Jane Green is the author of more than fifteen bestselling novels, including The Beach House and Dune Road. Her most recent novel, The Sunshine Sisters, tells the story of aging and terminally ill Hollywood starlet Ronni Sunshine and her fraught relationship with her now-estranged daughters.
When Ronni learns she has ALS, she decides she wants to die on her own terms, and she wants her three daughters to return home to help her do it. Nell, Meredith, and Lizzy hardly talk to each other, much less their mother. But Ronni sounds desperate, and so the three sisters reunite in their hometown of Westport, Connecticut to help their mother.
We spoke with Jane Green via e-mail to ask her about her long and successful writing career, and what was different about writing The Sunshine Sisters.
PENGUIN RANDOM HOUSE: You write in the acknowledgements that you feel like you’re back to your old self with The Sunshine Sisters. Can you talk a bit about why that is?
JANE GREEN:I moved to a different publisher and found myself working with an editor who, whilst very talented, really wanted more plot and higher concept books. I loved the experience, but in hindsight realized that rather than writing the books I was known for and the books I wanted to write – more gentle, character-driven books – I was so busy focusing on the plot and its various twists and turns, I had lost sight of my characters. The Sunshine Sisters was the first book in years I wrote entirely on my own with no editorial input until I had finished, and being given that freedom, allowed me to find my voice again.
PRH: The Sunshine sisters each have a talent of their own—Meredith is an artist (if a reluctant one), Lizzy is a chef, and Nell is a dedicated farmer. Did their talents stem from your own?
JG: My obsessions have a habit of making their way into all of my books. I am an art-school dropout, a passionate chef, a nurturer, and a gardener. Oddly enough, I have never written about a doctor or a lawyer. I suspect my own love for the things I write about shines through.
PRH: Did you have a favorite Sunshine sister to write? (We won’t tell.)
JG: I have a soft spot for Lizzy, because while vaguely horrific in her selfishness and outspokenness, she was so fun, so fizzy, she was a joy to write. I also loved writing Nell, and particularly watching her unfold into the woman she had been suppressing for so long.

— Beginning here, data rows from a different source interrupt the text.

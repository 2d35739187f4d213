use resources_sdk::ResourcesError;
use thiserror::Error;
use uuid::Uuid;

use super::repo::StoreError;

/// Domain error taxonomy shared by every resource operation.
#[derive(Error, Debug)]
pub enum DomainError {
    /// Malformed identifier or payload; the message lists the violated constraints.
    #[error("{0}")]
    InvalidArgument(String),

    #[error("Resource not found: {id}")]
    NotFound { id: Uuid },

    /// Store or infrastructure failure. The payload is for server-side logs only.
    #[error("Internal error: {0:#}")]
    Internal(anyhow::Error),
}

impl DomainError {
    #[must_use]
    pub fn invalid_argument(message: impl Into<String>) -> Self {
        Self::InvalidArgument(message.into())
    }

    #[must_use]
    pub fn not_found(id: Uuid) -> Self {
        Self::NotFound { id }
    }

    #[must_use]
    pub fn internal(err: impl Into<anyhow::Error>) -> Self {
        Self::Internal(err.into())
    }

    /// Translate a store failure of an operation that targeted `id`.
    ///
    /// The store's missing-record sentinel becomes `NotFound` no matter which
    /// operation reported it; everything else stays opaque.
    #[must_use]
    pub fn from_store(err: StoreError, id: Uuid) -> Self {
        match err {
            StoreError::RecordNotFound => Self::not_found(id),
            StoreError::Backend(e) => Self::Internal(e),
        }
    }
}

/// Unkeyed operations (create, list, count) have no id to report, so a
/// missing-record signal there is an unexpected store failure.
impl From<StoreError> for DomainError {
    fn from(err: StoreError) -> Self {
        match err {
            StoreError::RecordNotFound => {
                Self::Internal(anyhow::anyhow!("store reported a missing record"))
            }
            StoreError::Backend(e) => Self::Internal(e),
        }
    }
}

/// Convert domain errors to SDK errors for public API consumption.
impl From<DomainError> for ResourcesError {
    fn from(domain_error: DomainError) -> Self {
        match domain_error {
            DomainError::InvalidArgument(message) => ResourcesError::invalid_argument(message),
            DomainError::NotFound { id } => ResourcesError::not_found(id),
            DomainError::Internal(_) => ResourcesError::internal(),
        }
    }
}
use std::sync::Arc;

use axum::routing::get;
use axum::{Extension, Router, middleware};
use utoipa::OpenApi;

use crate::api::rest::{dto, error, handlers};
use crate::config::ResourcesConfig;
use crate::domain::health::HealthService;
use crate::domain::service::Service;

#[derive(OpenApi)]
#[openapi(
    info(title = "Resources API", description = "CRUD over named resources"),
    paths(
        handlers::create_resource,
        handlers::list_resources,
        handlers::get_resource,
        handlers::update_resource,
        handlers::delete_resource,
        handlers::health,
    ),
    components(schemas(
        dto::ResourceDto,
        dto::CreateResourceReq,
        dto::UpdateResourceReq,
        dto::ListResourcesResponse,
        dto::HealthDto,
        dto::ErrorBody,
    )),
    tags(
        (name = "Resources", description = "Resource management"),
        (name = "Health", description = "Store reachability"),
    )
)]
pub struct ApiDoc;

/// Build the module router: resource CRUD, health endpoints and the `OpenAPI` document.
#[must_use]
pub fn register_routes(
    service: Arc<Service>,
    health: Arc<HealthService>,
    config: &ResourcesConfig,
) -> Router {
    let mut router = Router::new()
        .route(
            "/resources",
            get(handlers::list_resources).post(handlers::create_resource),
        )
        .route(
            "/resources/{id}",
            get(handlers::get_resource)
                .put(handlers::update_resource)
                .delete(handlers::delete_resource),
        )
        .route("/health", get(handlers::health))
        .route("/healthz", get(handlers::healthz))
        .route("/openapi.json", get(handlers::openapi_json))
        .fallback(handlers::not_found)
        .method_not_allowed_fallback(handlers::method_not_allowed)
        .layer(Extension(service))
        .layer(Extension(health));

    if config.expose_error_details {
        router = router.layer(middleware::map_response(error::expose_internal_details));
    }

    router
}
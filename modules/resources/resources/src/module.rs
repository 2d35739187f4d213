//! Module wiring for resources.

use std::sync::Arc;
use std::time::Duration;

use anyhow::Context;
use resources_sdk::ResourcesClientV1;
use sea_orm::DatabaseConnection;
use sea_orm_migration::MigratorTrait;
use tracing::info;

use crate::config::ResourcesConfig;
use crate::domain::health::HealthService;
use crate::domain::local_client::LocalClient;
use crate::domain::service::Service;
use crate::infra::storage::SeaOrmResourcesRepository;
use crate::infra::storage::migrations::Migrator;

/// Resources module.
///
/// Owns the domain service and health check built over an injected database
/// handle, and exposes them as a REST router and an in-process client.
#[derive(Clone)]
pub struct ResourcesModule {
    db: DatabaseConnection,
    config: ResourcesConfig,
    service: Arc<Service>,
    health: Arc<HealthService>,
}

impl ResourcesModule {
    #[must_use]
    pub fn new(db: DatabaseConnection, config: ResourcesConfig) -> Self {
        let repo = Arc::new(SeaOrmResourcesRepository::new(db.clone()));
        let service = Arc::new(Service::new(repo.clone()));
        let health = Arc::new(HealthService::new(
            repo,
            Duration::from_millis(config.health_timeout_ms),
        ));

        Self {
            db,
            config,
            service,
            health,
        }
    }

    /// Create the `resources` table and its index if they do not exist yet.
    ///
    /// # Errors
    /// Returns an error if the migration cannot be applied.
    pub async fn migrate(&self) -> anyhow::Result<()> {
        info!("Applying resources schema migrations");
        Migrator::up(&self.db, None)
            .await
            .context("Failed to apply resources migrations")?;
        Ok(())
    }

    #[must_use]
    pub fn router(&self) -> axum::Router {
        info!("Registering resources REST routes");
        crate::api::rest::routes::register_routes(
            self.service.clone(),
            self.health.clone(),
            &self.config,
        )
    }

    #[must_use]
    pub fn client(&self) -> Arc<dyn ResourcesClientV1> {
        Arc::new(LocalClient::new(self.service.clone()))
    }
}
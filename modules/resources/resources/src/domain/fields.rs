pub struct ResourceFields;

impl ResourceFields {
    pub const NAME: &'static str = "name";
    pub const DESCRIPTION: &'static str = "description";
    pub const ID: &'static str = "id";
}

PRH: The premise of this novel is a heavy one—the once-famous actress Ronni Sunshine beckons her estranged daughters home to ask them to help her die on her own terms. What was your research into the world of euthanasia like?
JG: I read numerous books and articles, including some transformative memoirs, but I realized at a certain point that this book isn’t about euthanasia. I didn’t want to get embroiled in the right-to-die argument, because the truth is, this is a book about mothers and daughters, and if anything, Ronni’s decision to take her life is merely the device to bring her daughters home.
PRH: Ronni’s relationship with her daughters is fraught, to say the least. Do you think the perfect mother-daughter relationship exists?
JG: I certainly know women who idolize their mothers, and particularly those whose mothers died before their time. Most women I know have issues, which, when we are lucky, smooth out as we grow up and have children of our own, and other places to expend our energy.
PRH: Where is your absolute favorite place to write?
JG: Right now I am in the midst of creating a co-working office space in my town, and I have a seat at a desk by a window, overlooking the water, in a room that I have decorated to feel much like my home. It is heaven, both being somewhere beautiful, and being out of my house so I not only have a routine, but am not dying of isolation and loneliness.
PRH: As the author of many a New York Times bestselling novel, what advice would you give to aspiring writers?
JG: Don’t think about it, dream about it, talk about it, or take endless workshops…the key to getting a book done, is simply to do it. Writing requires tremendous discipline, and that is the single biggest different between me and the many, many people I meet who have started a book, or thought about starting a book, but haven’t managed to finish it.
PRH: What’s next for you?
JG: I am consulting on the movie of The Beach House, writing my twentieth (twentieth!!) novel, and thinking about doing something a little different next. I might take a little more of a break and try my hand at historical fiction… We shall see, but life feels good right now.